Records contained in a dataset:
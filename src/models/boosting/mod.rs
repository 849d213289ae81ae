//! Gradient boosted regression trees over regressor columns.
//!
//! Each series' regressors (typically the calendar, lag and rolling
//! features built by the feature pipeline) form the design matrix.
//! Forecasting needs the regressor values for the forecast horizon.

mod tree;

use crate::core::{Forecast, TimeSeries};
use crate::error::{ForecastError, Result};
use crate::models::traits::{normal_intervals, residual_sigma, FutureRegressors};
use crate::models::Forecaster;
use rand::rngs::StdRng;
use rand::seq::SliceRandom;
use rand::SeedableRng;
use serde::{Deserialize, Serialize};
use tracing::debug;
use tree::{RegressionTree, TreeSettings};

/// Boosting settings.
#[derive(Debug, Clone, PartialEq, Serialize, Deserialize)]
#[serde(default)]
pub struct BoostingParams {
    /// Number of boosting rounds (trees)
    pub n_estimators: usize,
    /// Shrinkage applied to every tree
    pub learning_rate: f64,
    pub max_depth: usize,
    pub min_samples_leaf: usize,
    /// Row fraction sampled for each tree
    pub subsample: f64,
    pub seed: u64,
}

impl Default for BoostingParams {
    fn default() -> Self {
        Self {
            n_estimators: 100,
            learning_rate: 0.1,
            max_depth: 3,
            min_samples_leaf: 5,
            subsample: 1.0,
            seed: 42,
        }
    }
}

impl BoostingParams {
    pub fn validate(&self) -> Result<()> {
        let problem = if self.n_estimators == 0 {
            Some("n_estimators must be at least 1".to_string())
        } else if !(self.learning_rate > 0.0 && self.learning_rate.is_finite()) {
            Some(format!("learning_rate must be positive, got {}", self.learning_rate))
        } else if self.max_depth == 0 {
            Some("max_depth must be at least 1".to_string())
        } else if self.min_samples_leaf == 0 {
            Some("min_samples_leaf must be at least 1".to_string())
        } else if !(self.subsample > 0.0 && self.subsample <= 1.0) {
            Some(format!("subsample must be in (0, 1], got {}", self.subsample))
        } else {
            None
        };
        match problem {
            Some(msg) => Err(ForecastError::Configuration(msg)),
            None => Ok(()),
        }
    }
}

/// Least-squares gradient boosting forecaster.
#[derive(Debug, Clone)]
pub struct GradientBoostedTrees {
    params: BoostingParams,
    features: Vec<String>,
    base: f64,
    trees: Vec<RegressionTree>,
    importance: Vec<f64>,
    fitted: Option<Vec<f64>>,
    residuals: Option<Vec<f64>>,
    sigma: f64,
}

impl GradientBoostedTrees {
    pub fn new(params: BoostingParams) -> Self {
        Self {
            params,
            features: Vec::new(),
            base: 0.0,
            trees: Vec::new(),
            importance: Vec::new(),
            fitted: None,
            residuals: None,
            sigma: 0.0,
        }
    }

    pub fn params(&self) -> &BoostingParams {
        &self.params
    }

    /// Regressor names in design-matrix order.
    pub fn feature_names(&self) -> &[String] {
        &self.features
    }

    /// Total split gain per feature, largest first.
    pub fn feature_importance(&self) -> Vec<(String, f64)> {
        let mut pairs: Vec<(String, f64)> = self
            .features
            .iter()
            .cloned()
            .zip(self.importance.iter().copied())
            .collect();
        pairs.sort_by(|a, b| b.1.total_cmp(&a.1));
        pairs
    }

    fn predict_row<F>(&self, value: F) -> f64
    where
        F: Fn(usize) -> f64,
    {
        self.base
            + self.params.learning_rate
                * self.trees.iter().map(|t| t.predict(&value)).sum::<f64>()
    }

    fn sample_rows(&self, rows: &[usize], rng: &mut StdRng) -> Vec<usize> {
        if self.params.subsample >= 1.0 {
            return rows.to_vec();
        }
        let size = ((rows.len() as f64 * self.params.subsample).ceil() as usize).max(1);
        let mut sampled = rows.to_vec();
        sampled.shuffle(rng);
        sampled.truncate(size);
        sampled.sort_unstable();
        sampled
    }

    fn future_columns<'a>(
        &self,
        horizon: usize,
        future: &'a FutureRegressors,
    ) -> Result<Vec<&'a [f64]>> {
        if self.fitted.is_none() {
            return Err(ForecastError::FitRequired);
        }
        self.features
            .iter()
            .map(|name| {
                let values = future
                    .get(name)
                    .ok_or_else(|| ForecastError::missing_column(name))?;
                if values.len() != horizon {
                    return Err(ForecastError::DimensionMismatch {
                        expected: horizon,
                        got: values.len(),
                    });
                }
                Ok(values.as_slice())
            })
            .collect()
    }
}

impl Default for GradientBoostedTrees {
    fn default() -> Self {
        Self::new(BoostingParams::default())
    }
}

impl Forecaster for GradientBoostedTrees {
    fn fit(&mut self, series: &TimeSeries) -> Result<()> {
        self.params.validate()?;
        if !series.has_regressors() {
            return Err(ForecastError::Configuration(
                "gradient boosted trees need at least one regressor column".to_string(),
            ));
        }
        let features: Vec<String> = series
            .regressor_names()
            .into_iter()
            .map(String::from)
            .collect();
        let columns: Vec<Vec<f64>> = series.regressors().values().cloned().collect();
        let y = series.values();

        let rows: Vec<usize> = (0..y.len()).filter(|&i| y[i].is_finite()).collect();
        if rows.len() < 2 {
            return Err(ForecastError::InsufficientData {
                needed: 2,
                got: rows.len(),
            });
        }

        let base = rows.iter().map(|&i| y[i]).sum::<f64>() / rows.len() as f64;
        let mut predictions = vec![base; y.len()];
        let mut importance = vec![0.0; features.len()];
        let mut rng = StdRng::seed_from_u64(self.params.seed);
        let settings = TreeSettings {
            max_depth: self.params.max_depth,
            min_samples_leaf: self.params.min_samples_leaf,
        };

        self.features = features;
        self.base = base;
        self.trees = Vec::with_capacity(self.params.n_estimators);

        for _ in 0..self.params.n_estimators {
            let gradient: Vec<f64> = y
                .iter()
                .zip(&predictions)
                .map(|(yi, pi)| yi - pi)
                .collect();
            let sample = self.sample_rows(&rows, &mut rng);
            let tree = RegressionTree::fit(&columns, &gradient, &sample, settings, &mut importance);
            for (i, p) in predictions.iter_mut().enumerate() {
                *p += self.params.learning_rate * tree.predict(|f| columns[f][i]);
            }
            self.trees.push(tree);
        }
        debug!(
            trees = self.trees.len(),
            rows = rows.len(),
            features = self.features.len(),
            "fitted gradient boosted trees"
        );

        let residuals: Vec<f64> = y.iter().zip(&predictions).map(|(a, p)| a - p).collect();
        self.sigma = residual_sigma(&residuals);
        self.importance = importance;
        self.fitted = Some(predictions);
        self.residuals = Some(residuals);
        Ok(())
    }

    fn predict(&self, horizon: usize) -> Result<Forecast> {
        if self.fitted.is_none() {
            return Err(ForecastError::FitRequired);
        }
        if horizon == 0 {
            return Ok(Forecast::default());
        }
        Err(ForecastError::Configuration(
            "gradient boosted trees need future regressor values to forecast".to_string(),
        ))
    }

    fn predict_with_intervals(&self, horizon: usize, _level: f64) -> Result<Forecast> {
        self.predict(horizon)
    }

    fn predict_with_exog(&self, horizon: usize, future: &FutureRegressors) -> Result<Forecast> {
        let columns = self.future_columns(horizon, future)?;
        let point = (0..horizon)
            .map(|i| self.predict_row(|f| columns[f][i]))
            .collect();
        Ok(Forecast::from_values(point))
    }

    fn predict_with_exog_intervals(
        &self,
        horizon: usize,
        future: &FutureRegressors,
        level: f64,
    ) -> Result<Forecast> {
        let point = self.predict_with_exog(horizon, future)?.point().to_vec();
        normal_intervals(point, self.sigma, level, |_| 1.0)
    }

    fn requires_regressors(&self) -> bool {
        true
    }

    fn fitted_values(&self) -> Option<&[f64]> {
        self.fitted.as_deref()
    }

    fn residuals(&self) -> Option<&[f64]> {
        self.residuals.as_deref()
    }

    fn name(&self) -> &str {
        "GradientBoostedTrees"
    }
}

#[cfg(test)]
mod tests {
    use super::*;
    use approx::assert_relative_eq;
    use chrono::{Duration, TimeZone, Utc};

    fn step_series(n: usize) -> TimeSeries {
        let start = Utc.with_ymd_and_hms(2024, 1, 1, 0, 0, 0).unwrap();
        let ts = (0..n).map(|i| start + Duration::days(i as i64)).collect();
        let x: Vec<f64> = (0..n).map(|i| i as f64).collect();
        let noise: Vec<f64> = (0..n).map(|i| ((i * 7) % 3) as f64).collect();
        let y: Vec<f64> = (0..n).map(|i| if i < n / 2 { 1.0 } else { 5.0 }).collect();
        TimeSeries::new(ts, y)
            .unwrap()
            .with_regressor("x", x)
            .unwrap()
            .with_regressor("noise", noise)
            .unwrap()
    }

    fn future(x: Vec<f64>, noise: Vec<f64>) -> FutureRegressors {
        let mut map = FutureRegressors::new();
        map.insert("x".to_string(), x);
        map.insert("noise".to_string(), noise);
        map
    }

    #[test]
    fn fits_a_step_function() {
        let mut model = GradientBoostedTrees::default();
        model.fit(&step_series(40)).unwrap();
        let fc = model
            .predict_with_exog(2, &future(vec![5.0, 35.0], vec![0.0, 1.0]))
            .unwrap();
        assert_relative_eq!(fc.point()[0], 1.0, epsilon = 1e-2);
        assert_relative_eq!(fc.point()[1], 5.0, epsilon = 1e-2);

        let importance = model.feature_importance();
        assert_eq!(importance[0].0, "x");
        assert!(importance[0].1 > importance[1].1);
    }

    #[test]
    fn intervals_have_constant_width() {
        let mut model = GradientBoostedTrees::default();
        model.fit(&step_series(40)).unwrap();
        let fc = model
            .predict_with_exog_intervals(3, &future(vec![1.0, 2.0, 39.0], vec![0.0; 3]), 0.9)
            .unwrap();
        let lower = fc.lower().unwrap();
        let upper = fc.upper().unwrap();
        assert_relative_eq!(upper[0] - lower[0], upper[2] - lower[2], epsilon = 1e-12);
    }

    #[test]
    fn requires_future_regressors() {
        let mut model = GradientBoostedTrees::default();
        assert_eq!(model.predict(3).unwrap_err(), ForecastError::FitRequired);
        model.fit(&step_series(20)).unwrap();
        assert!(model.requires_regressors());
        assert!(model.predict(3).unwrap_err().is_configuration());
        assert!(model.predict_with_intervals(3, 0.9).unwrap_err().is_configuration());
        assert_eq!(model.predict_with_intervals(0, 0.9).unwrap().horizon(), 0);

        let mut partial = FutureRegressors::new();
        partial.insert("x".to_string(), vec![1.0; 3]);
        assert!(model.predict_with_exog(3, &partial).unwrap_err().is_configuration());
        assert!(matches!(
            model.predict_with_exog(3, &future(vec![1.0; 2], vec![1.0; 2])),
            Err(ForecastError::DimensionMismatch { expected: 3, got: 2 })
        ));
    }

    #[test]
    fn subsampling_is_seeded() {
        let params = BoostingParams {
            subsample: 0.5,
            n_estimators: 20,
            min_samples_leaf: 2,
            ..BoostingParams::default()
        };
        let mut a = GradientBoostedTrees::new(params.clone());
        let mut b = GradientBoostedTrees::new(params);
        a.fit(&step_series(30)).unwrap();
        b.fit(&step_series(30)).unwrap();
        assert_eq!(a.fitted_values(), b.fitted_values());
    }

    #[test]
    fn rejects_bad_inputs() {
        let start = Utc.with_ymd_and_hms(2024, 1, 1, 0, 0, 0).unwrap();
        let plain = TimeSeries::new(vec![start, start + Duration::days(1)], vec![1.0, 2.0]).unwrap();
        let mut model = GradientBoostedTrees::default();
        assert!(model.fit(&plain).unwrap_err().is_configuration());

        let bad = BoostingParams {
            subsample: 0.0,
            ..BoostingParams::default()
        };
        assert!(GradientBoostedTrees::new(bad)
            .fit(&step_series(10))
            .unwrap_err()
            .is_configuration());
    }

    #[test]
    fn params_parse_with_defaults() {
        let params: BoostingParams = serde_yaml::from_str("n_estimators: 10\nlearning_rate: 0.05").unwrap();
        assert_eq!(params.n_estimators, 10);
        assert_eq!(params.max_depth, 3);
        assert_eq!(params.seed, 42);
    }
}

* **EXERCISE DESCRIPTION**
Could you return all lines from the data above that contain the string "struct"?

* **RESPONSE**
pub struct BoostingParams {
pub struct GradientBoostedTrees {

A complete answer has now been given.